Does anyone use a second pin to hold the CB in place when up? On larger boats with swing keels, there is often a pin that goes through the case into the board/keel in three positions: Fully up (transport), halfway down, and fully down (to keep it from slamming back into the case in a knockdown). The CB/swing keel has these three holes drilled in an arc so they all match the single hole in the case.
I was thinking of just one hole to hold the board up during storage and transport to avoid undue strain on the pennon and its attachment point on the aft head of the CB.
[ 11-20-2005, 11:06 AM: Message edited by: Thorne ]
Carlsboats
11-20-2005, 02:21 PM
Thorne, I don't know how much of a hurry you are in, but I am sure I have some scrap bronze rod and plate stock around my shop. I could send you wnat you need to make a pin and a couple of end plates. Trouble is, I won't be going back to my shop, which is on Block Island, for a couple of weeks. Too late to be of help?
Thorne
11-20-2005, 02:44 PM
Carlsboats -
I'm zooming right along and have gone for a SS bolt through a SS bushing in the CB, but thanks for the offer.
The weather is brutally beautiful here right now, with highs in the 70's and 80's -- so all my painting and epoxy schedules have gotten pushed ahead to take advantage of the warm weather.

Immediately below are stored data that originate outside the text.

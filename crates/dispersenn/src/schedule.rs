//! Log-uniform resolution schedule for the upsampling pyramid.
//!
//! Map sizes are evenly spaced in log-space between `min_tensor` and
//! `size_out` and rounded half-to-even:
//!
//! ```text
//! bin    = (ln size_out − ln min_tensor) / (num_layers − 1)
//! res[i] = round_half_even(exp(ln min_tensor + bin · i))
//! ```

use tracing::debug;

use crate::error::ConfigError;

/// Strictly increasing map side lengths, first `min_tensor`, last `size_out`.
#[derive(Debug, Clone, PartialEq, Eq)]
pub struct ResolutionSchedule {
    sizes: Vec<usize>,
}

impl ResolutionSchedule {
    /// Plan `num_layers` sizes from `min_tensor` to `size_out`.
    ///
    /// # Errors
    ///
    /// [`ConfigError::InvalidValue`] when `num_layers < 2`, `min_tensor` is
    /// zero or not below `size_out`, or when rounding collapses two adjacent
    /// sizes.
    pub fn new(min_tensor: usize, size_out: usize, num_layers: usize) -> Result<Self, ConfigError> {
        if num_layers < 2 {
            return Err(ConfigError::invalid_value(
                "upsample",
                format!("need at least 2 stages, got {num_layers}"),
            ));
        }
        if min_tensor == 0 || min_tensor >= size_out {
            return Err(ConfigError::invalid_value(
                "min_tensor",
                format!("must be in [1, {size_out}), got {min_tensor}"),
            ));
        }

        let lo = (min_tensor as f64).ln();
        let hi = (size_out as f64).ln();
        let bin = (hi - lo) / (num_layers - 1) as f64;

        let mut sizes = Vec::with_capacity(num_layers);
        for i in 0..num_layers {
            let size = if i == num_layers - 1 {
                size_out
            } else {
                (lo + bin * i as f64).exp().round_ties_even() as usize
            };
            if let Some(&prev) = sizes.last() {
                if size <= prev {
                    return Err(ConfigError::invalid_value(
                        "upsample",
                        format!(
                            "{num_layers} stages between {min_tensor} and {size_out} repeat size {size}"
                        ),
                    ));
                }
            }
            sizes.push(size);
        }

        debug!(?sizes, "resolution schedule");
        Ok(ResolutionSchedule { sizes })
    }

    /// All sizes in pyramid order.
    pub fn sizes(&self) -> &[usize] {
        &self.sizes
    }

    /// Number of stages.
    pub fn len(&self) -> usize {
        self.sizes.len()
    }

    /// Always `false`; a schedule has at least two stages.
    pub fn is_empty(&self) -> bool {
        self.sizes.is_empty()
    }

    /// Size of stage `i`.
    pub fn get(&self, i: usize) -> Option<usize> {
        self.sizes.get(i).copied()
    }

    /// The output size.
    pub fn last(&self) -> usize {
        self.sizes[self.sizes.len() - 1]
    }
}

I'll install the CB case in the next few days, then move on to the false bottom, rudder and mast partners.
DougWilde
11-20-2005, 04:35 PM
Yes, I installed a pin to hold the centerboard in the up position. A lot of folks put some sort or wear plate or material on top of the centerboard case in way of the pin. I installed a couple of fairleads that this pin fits through to prevent the board from slamming into the top of the centerboard case as I trailer the boat about.
Doug Wilde
Frank E. Price
11-22-2005, 08:43 PM
Thorne, the trunk in my skiff is open at the top and the board projects through it. There is a hole near the top corner of the board and another about a foot down. There is a short lanyard made fast to board's trailing edge about eight inches down and hitched to a small locust belaying pin at the other end. The pin goes through the lower hole and rests on the top of the trunk to support the board when it is up, and the other hole supports the board at about a foot down. Top of the trunk is a small strip of oak. Lowered all the way, the pin goes into a hole in the main thwart (in way of the after trunk ledger). Dead simple, cheap and easy to put together, nearly foolproof.